大日石仏だいにちせきぶつ(門前の石仏)

臼杵の石仏とは、一般的に深田にある国宝の摩崖仏群を指しますが、実は秋の紅葉で有名な白馬渓に向かう途中にある門前にも7体の摩崖仏が彫られているのをご存知でしょうか。

門前石仏外観
最終更新日:2020年12月28日
大日石仏までのアクセスと基本情報

臼杵駅からバスでは、臼津交通野津市行きで白馬渓バス停下車15分。バス停から北へ進み、馬代橋まだいばしから臼杵川の下流へ小道を少し戻ると、田畑の途中に案内版が立っています。徒歩5分ほど。臼杵駅から自転車を使えば25分ほどです。

大日石仏入り口から

緑のピンは白馬渓バス停、黄色のピンは馬代橋、ピンクのピンは大日石仏の入り口を示しています。

住所 〒875-0061 大分県臼杵市大字前田
電話 特に情報なし
拝観料 拝観自由
拝観時間 特になし
大日石仏の見どころ

入口から道づたいに進むと、深田にある国宝、臼杵石仏と同様に摩崖仏を雨や風から守るための覆屋おおいやが見えてきます。

大日石仏までの小道

覆屋の前には「臼杵大日石仏」と書かれた石柱が建っており、周辺は竹林に覆われています。

大日石仏全体像

平安時代末期~鎌倉時代にかけて彫られたものと言われています。長い年月、風雨にさらされ岩が削られてしまい左から3体は顔がわからなくなっていますが、掘り出されたその姿からは丸みと柔らかさを感じられます。
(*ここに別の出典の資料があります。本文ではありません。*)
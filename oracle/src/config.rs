//! Command-line and file configuration, following the same
//! clap-derive-plus-serde shape the wallet crate this oracle grew out of
//! uses for its own config.

use alloy_primitives::Address;
use clap::Parser;
use serde::{Deserialize, Serialize};
use zion_audit_common::logging::{LogConfig, LogLevel};

#[derive(Debug, Clone, Parser, Serialize, Deserialize)]
#[clap(
    version,
    about = "Off-chain audit oracle for the Zion proof-of-stake network",
    styles = zion_audit_common::get_cli_styles()
)]
pub struct Config {
    /// JSON-RPC endpoint of the Zion node to index.
    #[clap(long, env = "ZION_RPC_URL", default_value = "http://127.0.0.1:8545")]
    pub rpc_url: String,

    /// Address of the node-manager governance contract.
    #[clap(long, env = "ZION_NODE_MANAGER_CONTRACT")]
    pub node_manager_contract: Address,

    /// Postgres connection string for the state store.
    #[clap(long, env = "DATABASE_URL")]
    pub database_url: String,

    /// Max Postgres connections held in the pool.
    #[clap(long, default_value_t = 10)]
    pub db_max_connections: u32,

    /// Address the query API HTTP server binds to.
    #[clap(long, default_value = "127.0.0.1:8080")]
    pub bind_address: String,

    /// Worker thread count for the query API HTTP server.
    #[clap(long, default_value_t = 2)]
    pub http_workers: usize,

    /// How often the listener polls the node for a new tip, in milliseconds.
    #[clap(long, default_value_t = 1000)]
    pub poll_interval_ms: u64,

    /// How long to sleep before retrying a block after a transient error,
    /// in milliseconds.
    #[clap(long, default_value_t = 1000)]
    pub retry_interval_ms: u64,

    /// Reject a duplicate `CreateValidator` for an already-known consensus
    /// address instead of silently overwriting it. Off by default to match
    /// the permissive behavior of the chain this oracle was built against;
    /// operators who want the stricter guarantee can opt in.
    #[clap(long)]
    pub strict_duplicate_create_validator: bool,

    #[clap(long, value_enum, default_value_t = LogLevel::Info)]
    pub log_level: LogLevel,

    #[clap(long, value_enum)]
    pub file_log_level: Option<LogLevel>,

    #[clap(long, default_value = "logs/")]
    pub logs_path: String,

    #[clap(long)]
    pub disable_file_logging: bool,
}

impl Config {
    pub fn log_config(&self) -> LogConfig {
        LogConfig {
            level: self.log_level,
            file_level: self.file_log_level,
            logs_path: self.logs_path.clone(),
            filename_prefix: "zion-audit-oracle".to_owned(),
            disable_file_logging: self.disable_file_logging,
        }
    }
}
案内板によると如来三尊(菩薩坐像、如来坐像、菩薩坐像)です。

如来三尊

さらに右には不動明王と矜羯羅童子こんがらどうじ。こちらは保存状態が良いためかくっきりしたお顔を拝見することができます。密教の世界では、不動明王は最高尊格、大日如来の化身とされています。また矜羯羅童子は制多迦童子せいたかどうじと共に不動明王の従者とされ3体で表現されていることが多いです。

不動明王とコンガラ童子

矜羯羅童子の右にはこちらも風化が激しいですが、制多迦童子です。

セイダカ童子

案内板によると一番左には多聞天立像がいることになっていますが、どうでしょうか?多聞天は四天王の一人で如来の道場を守り、説法を聞くことが最も多いために由来します。北方を守る守護神でもあり「毘沙門天」とも呼ばれますが、四天王(持国天、増長天、広目天、多聞天)の一人として呼ぶ場合は多聞天と呼ばれるようです。

多聞天座像

大日石仏の前の坂道をさらに上にのぼると、地下式横穴の盛り土があるのですが、これは13世紀~16世紀ごろに建てられたお墓ではないかとされています。

如来三尊

臼杵の摩崖仏は制作年代から言って平安後期から鎌倉時代。全体的に日本に密教(天台宗や真言宗)が伝わった時代でもあり、彫られた仏像も大日如来が中心となっていることからやはり真名野長者伝説の蓮城法師(真言宗)が関わっていたというの話も、あながち理解することができます。